First off, I need to hang my head a little bit today. For the past month, I’ve been trying to set myself a goal of a minimum of one blog post a week, posted on Tuesday.
Obviously I missed that target this week. So, I’m hanging my head a bit and resolving to get my act together next week.
Other than that, this last week has been good. I’m finally starting to get over that stupid cold I caught a while back. And we’re starting to see consecutive days abover freezing here in Montana. Heck, we were in the high 40s and low 50s this weekend! 🙂
(And then we were freezing with light snow yesterday . . . *sigh*.)
On to the recipes!
Last week I wrote that I was going to try a ham-and-beans recipe I saw in the Garden and Gun magazine. Around Wednesday or Thursday, I did try it (with some modifications from the original — authentic Creole and Cajun food uses an amazing amount of salt) and it was delicious. So here’s the modified version I came up with.
And I never got around to making any rice for it, it didn’t last that long, so I’m leaving out the rice part of the recipe entirely.
Ham and Red Beans
- 1 can reduced-sodium chicken broth, or 2 cups homemade chick stock
- 14 cups water
- 1 lb dry red beans
- 1/2 lb good smoked ham, diced small
- optional, but preferred — ham bone or ham shanks or pork shanks
- 1-1/2 – 2 cups diced yellow onion
- 3-5 celery ribs, diced
- 1/2 teaspoon dried jalapeno pepper, or a whole fresh jalapeno diced
- 6 cloves garlic
- Bay leaf, 1 fresh or 2 dry
- 1/2 cup chopped fresh parsley
- dash of black pepper
- 1 Tbsp Worcestershire sauce
Put bean in a pot with 8 cups of water. Bring to a boil, let boil two minutes, then take off the heat and let sit for 1 hour.
Drain beans, put back in pot, refill with chicken broth and remaining six cups of water.
Add in ham meat, ham bones or shanks if you have them, celery, onion, bay leaves, and garlic. Bring to a boil, let boil a minimum of two hours or until beans are done. Four hours is preferable if you have ham bones or shanks.
Once the beans are done, take out the ham bones or shanks. Remove and discard any fat, gristle or skin. Slice off and dice up any meat that is still on the bones, return the meat to the pot. Discard the bones. Remove and discard the bay leaves.
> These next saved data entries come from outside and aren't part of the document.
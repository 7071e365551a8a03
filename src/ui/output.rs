//! ui::output
//!
//! Output formatting and display.
//!
//! # Design
//!
//! Messages respect the quiet and debug flags. Placement batches render as
//! an aligned table or, with `--format json`, as machine-readable JSON.

use std::fmt::Display;

use crate::core::layout::{PageFitLayout, Placement, PlacementBatch};

/// Output verbosity level.
#[derive(Debug, Clone, Copy, PartialEq, Eq)]
pub enum Verbosity {
    /// Quiet mode - minimal output
    Quiet,
    /// Normal mode - standard output
    Normal,
    /// Debug mode - verbose output
    Debug,
}

impl Verbosity {
    /// Create verbosity from flags.
    pub fn from_flags(quiet: bool, debug: bool) -> Self {
        if quiet {
            Verbosity::Quiet
        } else if debug {
            Verbosity::Debug
        } else {
            Verbosity::Normal
        }
    }
}

/// Print a message (respects quiet mode).
pub fn print(message: impl Display, verbosity: Verbosity) {
    if verbosity != Verbosity::Quiet {
        println!("{}", message);
    }
}

/// Print a debug message (only in debug mode).
pub fn debug(message: impl Display, verbosity: Verbosity) {
    if verbosity == Verbosity::Debug {
        eprintln!("[debug] {}", message);
    }
}

/// Print an error message (always shown).
pub fn error(message: impl Display) {
    eprintln!("error: {}", message);
}

/// Print a warning message (respects quiet mode).
pub fn warn(message: impl Display, verbosity: Verbosity) {
    if verbosity != Verbosity::Quiet {
        eprintln!("warning: {}", message);
    }
}

/// Format one placement as a table row.
pub fn format_placement(placement: &Placement) -> String {
    format!(
        "{:<16} {:>16.3} {:>16.3} {:>16.3} {:>16.3}",
        placement.code,
        placement.primary.x,
        placement.primary.y,
        placement.secondary.x,
        placement.secondary.y
    )
}

fn placement_header() -> String {
    format!(
        "{:<16} {:>16} {:>16} {:>16} {:>16}",
        "CODE", "PRIMARY_X", "PRIMARY_Y", "SECONDARY_X", "SECONDARY_Y"
    )
}

/// Format a batch as a table with a header row.
pub fn format_table(batch: &PlacementBatch) -> String {
    std::iter::once(placement_header())
        .chain(batch.iter().map(format_placement))
        .collect::<Vec<_>>()
        .join("\n")
}

/// Format a batch as pretty JSON.
pub fn format_json(batch: &PlacementBatch) -> serde_json::Result<String> {
    serde_json::to_string_pretty(batch)
}

/// Format a page-fit layout as a table with label anchor columns.
pub fn format_page_table(layout: &PageFitLayout) -> String {
    let header = format!("{} {:>16} {:>16}", placement_header(), "LABEL_X", "LABEL_Y");
    let rows = layout.placements.iter().map(|p| {
        format!(
            "{} {:>16.3} {:>16.3}",
            format_placement(&p.placement),
            p.label.x,
            p.label.y
        )
    });
    std::iter::once(header).chain(rows).collect::<Vec<_>>().join("\n")
}

/// Describe the neighbouring pages, e.g. `previous: 91, next: none`.
pub fn format_page_links(previous: Option<u32>, next: Option<u32>) -> String {
    let show = |page: Option<u32>| page.map_or_else(|| "none".to_string(), |n| n.to_string());
    format!("previous: {}, next: {}", show(previous), show(next))
}
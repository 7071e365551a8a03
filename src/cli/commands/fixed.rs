//! fixed command - Place codes on the fixed paged raster

use anyhow::{Context as _, Result};

use crate::cli::args::{CodeSource, OutputFormat};
use crate::cli::Context;
use crate::core::layout::PagedLayout;
use crate::core::types::Point;
use crate::ui::output;

use super::source;

/// Arguments for [`fixed`].
#[derive(Debug, Clone)]
pub struct FixedArgs {
    pub source: CodeSource,
    pub page: Option<u32>,
    pub origin: Option<[f64; 2]>,
    pub format: OutputFormat,
}

/// Place codes page by page on the fixed raster.
pub fn fixed(ctx: &Context, args: &FixedArgs) -> Result<()> {
    let config = source::load_config(ctx)?;
    let raster = config.fixed_raster();
    let origin = args.origin.map(Point::from).unwrap_or_else(|| config.fixed_origin());
    let catalog = source::resolve_catalog(ctx, &args.source, &config)?;

    let pages = match args.page {
        Some(number) => vec![catalog.page(number)?],
        None => catalog.pages().iter().collect(),
    };

    let mut layout =
        PagedLayout::new(raster, origin).context("Invalid fixed raster settings")?;
    for page in pages {
        output::debug(
            format!("page {} at {}", page.number(), layout.cursor()),
            ctx.verbosity(),
        );
        layout.place_page(page.codes());
    }

    let batch = layout.finish();
    source::emit(ctx, &batch, args.format)
}
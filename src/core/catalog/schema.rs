//! core::catalog::schema
//!
//! On-disk catalog format.
//!
//! # Paged Catalog
//!
//! ```json
//! [
//!   { "page": 91, "codes": ["SUPP-----------", "SFPP-----------"] },
//!   { "page": 92, "codes": ["SUAPM----------"] }
//! ]
//! ```
//!
//! # Flat Catalog
//!
//! A bare array of codes is read as a single page numbered 1.
//!
//! ```json
//! ["SUPP-----------", "SFPP-----------"]
//! ```

use serde::{Deserialize, Serialize};

use crate::core::types::SymbolCode;

/// Page number assigned to a flat catalog.
pub const FLAT_PAGE_NUMBER: u32 = 1;

/// Top-level catalog document.
#[derive(Debug, Clone, PartialEq, Serialize, Deserialize)]
#[serde(untagged)]
pub enum CatalogFile {
    Paged(Vec<PageEntry>),
    Flat(Vec<SymbolCode>),
}

/// One page of codes.
#[derive(Debug, Clone, PartialEq, Serialize, Deserialize)]
#[serde(deny_unknown_fields)]
pub struct PageEntry {
    pub page: u32,
    pub codes: Vec<SymbolCode>,
}

impl CatalogFile {
    /// Normalize either form into page entries.
    pub fn into_pages(self) -> Vec<PageEntry> {
        match self {
            CatalogFile::Paged(pages) => pages,
            CatalogFile::Flat(codes) => vec![PageEntry {
                page: FLAT_PAGE_NUMBER,
                codes,
            }],
        }
    }
}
While still hot, but no longer boiling, add in parsley and Worcestershire sauce.
This next recipe comes from Bon Appetit magazine, and I have to be honest — I love Bon Appetit, but some of their recipes look crazy.
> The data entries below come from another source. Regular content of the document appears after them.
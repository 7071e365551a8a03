//! core::types
//!
//! Strong types for core domain concepts.
//!
//! # Types
//!
//! - [`SymbolCode`] - Opaque symbol identification code (SIDC)
//! - [`Point`] - Planar coordinate pair
//! - [`Bounds`] - Validated axis-aligned rectangle
//!
//! # Validation
//!
//! [`Bounds`] enforces validity at construction time, so a layout never
//! sees a rectangle with non-finite or inverted edges. Symbol codes are
//! opaque and accepted as-is.
//!
//! # Examples
//!
//! ```
//! use symgrid::core::types::{Bounds, Point, SymbolCode};
//!
//! let code = SymbolCode::new("SFGPUCI--------");
//! assert!(code.is_standard_length());
//!
//! let bounds = Bounds::new(0.0, 0.0, 10.0, 10.0).unwrap();
//! assert_eq!(bounds.center(), Point::new(5.0, 5.0));
//!
//! assert!(Bounds::new(10.0, 0.0, 5.0, 10.0).is_err());
//! ```

use serde::{Deserialize, Serialize};
use thiserror::Error;

/// Errors from type validation.
#[derive(Debug, Error, PartialEq)]
pub enum TypeError {
    #[error("invalid bounds: {0}")]
    InvalidBounds(String),
}

/// An opaque symbol identification code.
///
/// Codes in the MIL-STD-2525 catalogs are 15 characters, but nothing here
/// interprets their structure. Any string is a valid code.
#[derive(Debug, Clone, PartialEq, Eq, Hash, PartialOrd, Ord, Serialize, Deserialize)]
#[serde(transparent)]
pub struct SymbolCode(String);

impl SymbolCode {
    /// Length of a code in the 2525 letter-sequence format.
    pub const STANDARD_LEN: usize = 15;

    /// Wrap a string as a symbol code.
    pub fn new(code: impl Into<String>) -> Self {
        Self(code.into())
    }

    /// Get the code as a string slice.
    pub fn as_str(&self) -> &str {
        &self.0
    }

    /// Whether the code has the usual 15-character length.
    ///
    /// Only used to flag suspicious catalog entries.
    pub fn is_standard_length(&self) -> bool {
        self.0.chars().count() == Self::STANDARD_LEN
    }
}

impl From<String> for SymbolCode {
    fn from(s: String) -> Self {
        Self(s)
    }
}

impl From<&str> for SymbolCode {
    fn from(s: &str) -> Self {
        Self(s.to_string())
    }
}

impl AsRef<str> for SymbolCode {
    fn as_ref(&self) -> &str {
        &self.0
    }
}

impl std::fmt::Display for SymbolCode {
    fn fmt(&self, f: &mut std::fmt::Formatter<'_>) -> std::fmt::Result {
        write!(f, "{}", self.0)
    }
}

/// A planar coordinate pair.
#[derive(Debug, Clone, Copy, PartialEq, Default, Serialize, Deserialize)]
pub struct Point {
    pub x: f64,
    pub y: f64,
}

impl Point {
    pub const fn new(x: f64, y: f64) -> Self {
        Self { x, y }
    }

    /// Return this point shifted by `dx` along the x-axis.
    pub fn offset_x(self, dx: f64) -> Self {
        Self::new(self.x + dx, self.y)
    }
}

impl From<[f64; 2]> for Point {
    fn from([x, y]: [f64; 2]) -> Self {
        Self::new(x, y)
    }
}

impl std::fmt::Display for Point {
    fn fmt(&self, f: &mut std::fmt::Formatter<'_>) -> std::fmt::Result {
        write!(f, "({:.3}, {:.3})", self.x, self.y)
    }
}

/// Raw rectangle edges as they appear in files, before validation.
#[derive(Debug, Clone, Copy, Deserialize)]
struct RawBounds {
    x_min: f64,
    y_min: f64,
    x_max: f64,
    y_max: f64,
}

/// A validated axis-aligned rectangle.
///
/// All edges are finite and `x_max > x_min`, `y_max > y_min`.
///
/// # Example
///
/// ```
/// use symgrid::core::types::{Bounds, Point};
///
/// let aoi = Bounds::around(Point::new(100.0, 50.0), 25.0).unwrap();
/// assert_eq!(aoi.x_min(), 75.0);
/// assert_eq!(aoi.y_max(), 75.0);
/// assert_eq!(aoi.width(), 50.0);
/// ```
#[derive(Debug, Clone, Copy, PartialEq, Serialize, Deserialize)]
#[serde(try_from = "RawBounds")]
pub struct Bounds {
    x_min: f64,
    y_min: f64,
    x_max: f64,
    y_max: f64,
}

impl Bounds {
    /// Create a validated rectangle.
    ///
    /// # Errors
    ///
    /// Returns `TypeError::InvalidBounds` if any edge is not finite, the
    /// rectangle has zero or negative extent on either axis, or an extent
    /// overflows to infinity.
    pub fn new(x_min: f64, y_min: f64, x_max: f64, y_max: f64) -> Result<Self, TypeError> {
        if ![x_min, y_min, x_max, y_max].iter().all(|v| v.is_finite()) {
            return Err(TypeError::InvalidBounds(
                "rectangle edges must be finite".into(),
            ));
        }
        if x_max <= x_min {
            return Err(TypeError::InvalidBounds(format!(
                "x_max ({x_max}) must be greater than x_min ({x_min})"
            )));
        }
        if y_max <= y_min {
            return Err(TypeError::InvalidBounds(format!(
                "y_max ({y_max}) must be greater than y_min ({y_min})"
            )));
        }
        if !(x_max - x_min).is_finite() || !(y_max - y_min).is_finite() {
            return Err(TypeError::InvalidBounds(
                "rectangle extent must be finite".into(),
            ));
        }

        Ok(Self {
            x_min,
            y_min,
            x_max,
            y_max,
        })
    }

    /// Square extent of `radius` around `center`.
    ///
    /// # Errors
    ///
    /// Returns `TypeError::InvalidBounds` if the radius is not positive or
    /// the resulting edges are not finite.
    pub fn around(center: Point, radius: f64) -> Result<Self, TypeError> {
        if radius.is_nan() || radius <= 0.0 {
            return Err(TypeError::InvalidBounds(format!(
                "radius must be positive, got {radius}"
            )));
        }
        Self::new(
            center.x - radius,
            center.y - radius,
            center.x + radius,
            center.y + radius,
        )
    }

    pub fn x_min(&self) -> f64 {
        self.x_min
    }

    pub fn y_min(&self) -> f64 {
        self.y_min
    }

    pub fn x_max(&self) -> f64 {
        self.x_max
    }

    pub fn y_max(&self) -> f64 {
        self.y_max
    }

    pub fn width(&self) -> f64 {
        self.x_max - self.x_min
    }

    pub fn height(&self) -> f64 {
        self.y_max - self.y_min
    }

    pub fn center(&self) -> Point {
        Point::new(
            (self.x_min + self.x_max) / 2.0,
            (self.y_min + self.y_max) / 2.0,
        )
    }
}

impl TryFrom<RawBounds> for Bounds {
    type Error = TypeError;

    fn try_from(raw: RawBounds) -> Result<Self, Self::Error> {
        Self::new(raw.x_min, raw.y_min, raw.x_max, raw.y_max)
    }
}

impl std::fmt::Display for Bounds {
    fn fmt(&self, f: &mut std::fmt::Formatter<'_>) -> std::fmt::Result {
        write!(
            f,
            "[{}, {}] x [{}, {}]",
            self.x_min, self.x_max, self.y_min, self.y_max
        )
    }
}
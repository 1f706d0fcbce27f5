//! # HTTP Server for Record Rendering
//!
//! Renders part records, timelines and inventory reports over HTTP for the
//! web app and the mail worker.
//!
//! ## Usage
//!
//! ```bash
//! hangar-docs serve --listen 0.0.0.0:8080
//! ```
//!
//! | Route | Body | Response |
//! |-------|------|----------|
//! | `GET /health` | | `ok` |
//! | `POST /api/render/part?mode=&qr=&base_url=` | part | HTML, or email JSON |
//! | `POST /api/render/timeline?qr=&base_url=` | part | HTML |
//! | `POST /api/reports/preview?type=` | report request | HTML page |
//! | `POST /api/reports/csv?type=` | report request | CSV download |
//! | `POST /api/reports/email?type=&token=&base_url=` | report request | HTML |

mod handlers;
mod state;

pub use state::AppState;

use axum::{
    Router,
    extract::DefaultBodyLimit,
    routing::{get, post},
};
use std::sync::Arc;
use tower::ServiceBuilder;
use tower_http::trace::TraceLayer;
use tracing::info;

use crate::config::Config;
use crate::error::{DocsError, Result};

/// Part bodies carry photos and signatures as data URIs.
const BODY_LIMIT: usize = 25 * 1024 * 1024;

/// Build the application router.
pub fn router(state: Arc<AppState>) -> Router {
    Router::new()
        .route("/health", get(handlers::health))
        // Records
        .route("/api/render/part", post(handlers::render::part))
        .route("/api/render/timeline", post(handlers::render::timeline))
        // Reports
        .route("/api/reports/preview", post(handlers::reports::preview))
        .route("/api/reports/csv", post(handlers::reports::csv))
        .route("/api/reports/email", post(handlers::reports::email))
        .layer(
            ServiceBuilder::new()
                .layer(TraceLayer::new_for_http())
                .layer(DefaultBodyLimit::max(BODY_LIMIT)),
        )
        .with_state(state)
}

/// Start the HTTP server.
///
/// ## Example
///
/// ```no_run
/// use hangar_docs::{Config, server::serve};
///
/// # async fn example() -> hangar_docs::Result<()> {
/// serve(Config::load()?).await
/// # }
/// ```
pub async fn serve(config: Config) -> Result<()> {
    let listen_addr = config.server.listen_addr.clone();
    let state = Arc::new(AppState::new(config));
    let app = router(state.clone());

    let listener = tokio::net::TcpListener::bind(&listen_addr)
        .await
        .map_err(|e| {
            DocsError::Io(std::io::Error::new(
                e.kind(),
                format!("failed to bind to {}: {}", listen_addr, e),
            ))
        })?;

    info!(
        addr = %listen_addr,
        company = %state.assembler.branding().company_name,
        public_base_url = state.config.server.public_base_url.as_deref().unwrap_or("-"),
        "hangar-docs server listening"
    );

    axum::serve(listener, app).await?;
    Ok(())
}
But at the same time, some of their crazy recipes do work.
This is a modified version of the Buttermilk Spice Cake that appear in their March 2010 issue. While not real sweet itself, it is very tasty and goes very well with fruit or berries.
Buttermilk Spice Cake
- 2/3 cup all-purpose flour
- 1/3 cup 1-minute oatmeal
- 1/4 cup cornstarch
- 1/2 teaspoon (scant) baking powder
- 1/4 teaspoon baking soda
- 1/4 teaspoon ground allspice
- 1/4 teaspoon ground ginger
- 1/8 teaspoon ground nutmeg
- pinch of ground pepper
- 1 3-inch long piece of vanilla bean, or 1/2 teaspoon vanilla paste, or 1/2 – 1 teaspoon (depending on your tastes) vanilla extract
- 1/2 cup unsalted butter, room temperature
- 1/2 cup sugar, turbinado or demerara preferred, although you can use white sugar too
- 2 large eggs
- 1/4 teaspoon finely grated lime zest or lime peel
- 3/4 cup buttermilk
Grease and flour a nine-inch pan. This isn’t a very large recipe, so I used a 9-inch pie plate.
In one bowl, mix flour, oatmeal, baking soda, baking powder, black pepper, ginger, nutmeg, and allspice. Mix thoroughly.
In another bowl, beat butter until it is pale and fluffy. Beat in sugar a little at a time, then beat in eggs. Mix in lime zest last.
Add flour mixture and buttermilk alternately to butter and sugar mixture, in four batches for the flour and three batches for the buttermilk. Mix thoroughly after each addition.
Pour batter in cake pan. Bake at 350 F for 30 minutes or until a toothpick inserted in the center comes out clean.
And last is a new website by the American Dietician Association — www.eatright.org. It has information on nutritional aspects of various popular diets, how nutrition interacts with (and sometimes can cause or exacerbate disease) and all types of other interesting stuff.
(And if you are cooking a lot, nutrition is something to consider. You don’t have to go overboard and get a Ph.D. in it, but it helps to pick up little bits here and there and incorporate it into your cooking. Diet and nutrition concerns are some of the reasons why I try to add as little salt to recipes as possible, and also why I substitute 1-minute oatmeal in for 1/3 of the flour in most baking recipes I try.)